Posts Tagged ‘danilenko’

11
December 2011

The Autumn of the US-Russia Reset

World Affairs

A colleague and I have described the post-Soviet era in Russia as the “age of impunity,” whereby even the most howlingly obvious crimes of man or state are implausibly denied or whitewashed in a manner redolent of Stalinist propaganda. Two such examples have furnished themselves in quick succession in the last month, one relating to the conviction of a notorious Russian arms dealer and the other to a Russian nuclear scientist’s facilitation of Iran’s atom bomb project.
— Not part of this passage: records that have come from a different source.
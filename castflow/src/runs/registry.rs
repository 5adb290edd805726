//! The run registry: creates, tracks and cancels pipeline runs.

use dashmap::DashMap;
use futures::future::join_all;
use parking_lot::Mutex;
use serde_json::json;
use std::collections::HashSet;
use std::sync::Arc;
use tokio::sync::watch;
use tracing::{error, info, warn, Instrument};

use super::{RunFilter, RunRecord, RunStore, StepAttempt, StepOutcome};
use crate::cancellation::CancellationToken;
use crate::context::{RunContext, RunJournal};
use crate::core::{JsonMap, RunStatus};
use crate::errors::CastflowError;
use crate::events::{names, EventSink, NoOpEventSink};
use crate::pipelines::Pipeline;
use crate::utils::{readable_id, Clock, SystemClock, Timestamp};

/// Live bookkeeping for one run.
///
/// Doubles as the run's journal so stage and step progress lands directly in
/// the record.
#[derive(Debug)]
struct RunSlot {
    record: Mutex<RunRecord>,
    cancel: Arc<CancellationToken>,
    done: watch::Sender<bool>,
}

impl RunSlot {
    fn new(record: RunRecord) -> Self {
        let (done, _) = watch::channel(false);
        Self {
            record: Mutex::new(record),
            cancel: Arc::new(CancellationToken::new()),
            done,
        }
    }

    fn snapshot(&self) -> RunRecord {
        self.record.lock().clone()
    }

    /// Applies the pipeline result. A cancelled record keeps its status.
    ///
    /// Returns the final record and whether this call set the status.
    fn finish(&self, result: Result<JsonMap, CastflowError>, now: Timestamp) -> (RunRecord, bool) {
        let mut record = self.record.lock();
        if record.status == RunStatus::Cancelled {
            return (record.clone(), false);
        }

        match result {
            Ok(output) => {
                record.status = RunStatus::Completed;
                record.result = Some(output);
            }
            Err(CastflowError::Cancelled(reason)) => {
                record.status = RunStatus::Cancelled;
                record.error = Some(reason);
            }
            Err(e) => {
                record.status = RunStatus::Failed;
                record.error = Some(e.to_string());
            }
        }
        record.completed_at = Some(now);
        (record.clone(), true)
    }
}

impl RunJournal for RunSlot {
    fn stage_entered(&self, stage: &str) {
        self.record.lock().stage_path.push(stage.to_string());
    }

    fn step_attempt(&self, attempt: StepAttempt) {
        self.record.lock().per_stage_log.push(attempt);
    }

    fn step_finished(&self, step_name: &str, outcome: StepOutcome) {
        self.record
            .lock()
            .pipeline_data
            .insert(step_name.to_string(), outcome);
    }
}

/// Creates and tracks logical pipeline executions.
///
/// Each run executes on its own tokio task. Records are written through a
/// [`RunStore`] at creation, cancellation and completion. A run stays in
/// memory until its terminal record is stored; after that lookups go to the
/// store. A run whose terminal record could not be stored is kept in memory.
pub struct RunRegistry {
    runs: Arc<DashMap<String, Arc<RunSlot>>>,
    pipeline: Arc<dyn Pipeline>,
    store: Arc<dyn RunStore>,
    events: Arc<dyn EventSink>,
    clock: Arc<dyn Clock>,
}

impl std::fmt::Debug for RunRegistry {
    fn fmt(&self, f: &mut std::fmt::Formatter<'_>) -> std::fmt::Result {
        f.debug_struct("RunRegistry")
            .field("pipeline", &self.pipeline.name())
            .field("runs", &self.runs.len())
            .finish_non_exhaustive()
    }
}

impl RunRegistry {
    /// Creates a registry executing `pipeline`.
    #[must_use]
    pub fn new(pipeline: Arc<dyn Pipeline>, store: Arc<dyn RunStore>) -> Self {
        Self {
            runs: Arc::new(DashMap::new()),
            pipeline,
            store,
            events: Arc::new(NoOpEventSink),
            clock: Arc::new(SystemClock),
        }
    }

    /// Sets the event sink.
    #[must_use]
    pub fn with_events(mut self, events: Arc<dyn EventSink>) -> Self {
        self.events = events;
        self
    }

    /// Sets the clock used for record timestamps.
    #[must_use]
    pub fn with_clock(mut self, clock: Arc<dyn Clock>) -> Self {
        self.clock = clock;
        self
    }

    /// Starts a run and returns its id immediately.
    ///
    /// # Errors
    ///
    /// Returns [`CastflowError::Internal`] when called outside a tokio runtime.
    pub fn create_run(&self, input: JsonMap) -> Result<String, CastflowError> {
        let runtime = tokio::runtime::Handle::try_current()
            .map_err(|e| CastflowError::Internal(format!("No tokio runtime for run task: {e}")))?;

        let now = self.clock.now();
        let label = input
            .get("sport")
            .and_then(serde_json::Value::as_str)
            .unwrap_or("run")
            .to_string();
        let run_id = readable_id("", &label, &now);

        let record = RunRecord::new(&run_id, self.pipeline.name(), input.clone(), now);
        save_logged(self.store.as_ref(), &record);
        let slot = Arc::new(RunSlot::new(record));
        self.runs.insert(run_id.clone(), slot.clone());

        self.events
            .try_emit(names::RUN_STARTED, Some(json!({"run_id": run_id, "pipeline": self.pipeline.name()})));
        info!(run_id = %run_id, pipeline = self.pipeline.name(), "Run created");

        let pipeline = self.pipeline.clone();
        let store = self.store.clone();
        let events = self.events.clone();
        let clock = self.clock.clone();
        let runs = self.runs.clone();
        let span = tracing::info_span!("run", run_id = %run_id);
        let ctx = RunContext::new(&run_id, slot.cancel.clone(), slot.clone(), events.clone());

        runtime.spawn(
            async move {
                let result = pipeline.execute(&input, &ctx).await;
                let (record, changed) = slot.finish(result, clock.now());
                if save_logged(store.as_ref(), &record) {
                    runs.remove(&record.run_id);
                }

                if changed {
                    let (event, data) = match record.status {
                        RunStatus::Completed => (names::RUN_COMPLETED, json!({"run_id": record.run_id})),
                        RunStatus::Cancelled => (
                            names::RUN_CANCELLED,
                            json!({"run_id": record.run_id, "reason": record.error}),
                        ),
                        _ => (names::RUN_FAILED, json!({"run_id": record.run_id, "error": record.error})),
                    };
                    events.try_emit(event, Some(data));
                }
                match record.status {
                    RunStatus::Completed => info!("Run completed"),
                    RunStatus::Cancelled => info!("Run cancelled"),
                    _ => warn!(error = record.error.as_deref().unwrap_or(""), "Run failed"),
                }
                slot.done.send_replace(true);
            }
            .instrument(span),
        );

        Ok(run_id)
    }

    /// Returns the record of a run, live or persisted.
    ///
    /// # Errors
    ///
    /// Returns [`CastflowError::RunNotFound`] if no such run exists.
    pub fn get_status(&self, run_id: &str) -> Result<RunRecord, CastflowError> {
        if let Some(slot) = self.runs.get(run_id) {
            return Ok(slot.snapshot());
        }
        match self.store.load(run_id) {
            Ok(Some(record)) => Ok(record),
            Ok(None) => Err(CastflowError::RunNotFound(run_id.to_string())),
            Err(e) => {
                warn!(run_id, error = %e, "Failed to load run record");
                Err(CastflowError::RunNotFound(run_id.to_string()))
            }
        }
    }

    /// Lists up to `limit` runs matching `filter`, most recent first.
    ///
    /// Live runs are merged with records persisted by earlier processes.
    #[must_use]
    pub fn list_runs(&self, limit: usize, filter: &RunFilter) -> Vec<RunRecord> {
        let mut records: Vec<RunRecord> = self.runs.iter().map(|slot| slot.snapshot()).collect();
        let live: HashSet<String> = records.iter().map(|r| r.run_id.clone()).collect();

        match self.store.list() {
            Ok(stored) => records.extend(stored.into_iter().filter(|r| !live.contains(&r.run_id))),
            Err(e) => warn!(error = %e, "Failed to list persisted runs"),
        }

        records.retain(|r| filter.matches(r));
        records.sort_by(|a, b| {
            b.started_at
                .cmp(&a.started_at)
                .then_with(|| b.run_id.cmp(&a.run_id))
        });
        records.truncate(limit);
        records
    }

    /// Cancels a running run.
    ///
    /// The status changes immediately; the run's task stops at its next
    /// cancellation point and never overwrites the cancelled record.
    ///
    /// # Errors
    ///
    /// Returns [`CastflowError::RunNotFound`] for unknown ids and
    /// [`CastflowError::InvalidRunState`] if the run already finished.
    pub fn cancel(&self, run_id: &str, reason: &str) -> Result<RunRecord, CastflowError> {
        let Some(slot) = self.runs.get(run_id).map(|s| s.clone()) else {
            let record = self.get_status(run_id)?;
            return Err(CastflowError::InvalidRunState {
                run_id: run_id.to_string(),
                status: record.status.to_string(),
            });
        };

        let record = {
            let mut record = slot.record.lock();
            if record.status != RunStatus::Running {
                return Err(CastflowError::InvalidRunState {
                    run_id: run_id.to_string(),
                    status: record.status.to_string(),
                });
            }
            record.status = RunStatus::Cancelled;
            record.completed_at = Some(self.clock.now());
            record.error = Some(reason.to_string());
            record.clone()
        };

        slot.cancel.cancel(reason);
        save_logged(self.store.as_ref(), &record);
        self.events
            .try_emit(names::RUN_CANCELLED, Some(json!({"run_id": run_id, "reason": reason})));
        info!(run_id, reason, "Run cancelled");
        Ok(record)
    }

    /// Waits until the run's task has finished and returns its record.
    ///
    /// # Errors
    ///
    /// Returns [`CastflowError::RunNotFound`] if no such run exists.
    pub async fn wait(&self, run_id: &str) -> Result<RunRecord, CastflowError> {
        let Some(slot) = self.runs.get(run_id).map(|s| s.clone()) else {
            return self.get_status(run_id);
        };

        let mut done = slot.done.subscribe();
        if done.wait_for(|finished| *finished).await.is_err() {
            error!(run_id, "Run task dropped its completion channel");
        }
        Ok(slot.snapshot())
    }

    /// Waits for every run started by this registry.
    pub async fn wait_all(&self) -> Vec<RunRecord> {
        let ids: Vec<String> = self.runs.iter().map(|slot| slot.key().clone()).collect();
        join_all(ids.iter().map(|id| self.wait(id)))
            .await
            .into_iter()
            .filter_map(Result::ok)
            .collect()
    }

    /// Returns the number of runs still executing.
    #[must_use]
    pub fn running_count(&self) -> usize {
        self.runs.iter().filter(|slot| !*slot.done.borrow()).count()
    }

    /// Returns the pipeline this registry executes.
    #[must_use]
    pub fn pipeline(&self) -> &Arc<dyn Pipeline> {
        &self.pipeline
    }
}

/// Saves `record`, logging a failure. Returns true if it was stored.
fn save_logged(store: &dyn RunStore, record: &RunRecord) -> bool {
    match store.save(record) {
        Ok(()) => true,
        Err(e) => {
            error!(run_id = %record.run_id, error = %e, "Failed to persist run record");
            false
        }
    }
}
Both acts would have spelt the end of the US-Russian “reset” without the added complications of renewed brinkmanship over the placement of a US missile defense shield in Eastern Europe and the drubbing delivered to Vladimir Putin’s United Russia party in a transparently fraudulent parliamentary election on December 4th.

First the arms dealer. On November 2nd, Viktor Bout was sentenced in a New York court of attempting to sell heavy weapons to FARC, Colombia’s Marxist-Leninist terrorist group. Nicknamed the “Merchant of Death” and vaguely the model for Nicolas Cage’s character in the forgettable film Lord of War, Bout was a one-man clearinghouse of post-Soviet munitions for dictators and murderous regimes. There was scarcely a civil war fought in Africa in the 1990s and 2000s—and consequently, a limb dismembered or body decimated—without Bout’s hardware. He was chummy with the indicted war criminal and ex-president of Liberia, Charles Taylor. According to Bout’s biographer, Douglas Farah, the Merchant of Death was also seen schmoozing with Hezbollah in Lebanon in the summer of 2006, just prior to the second Israel-Lebanon War, which saw the Party of God firing Russian-made, armor-piercing antitank weapons that shocked even the IDF in terms of their sophistication and impact.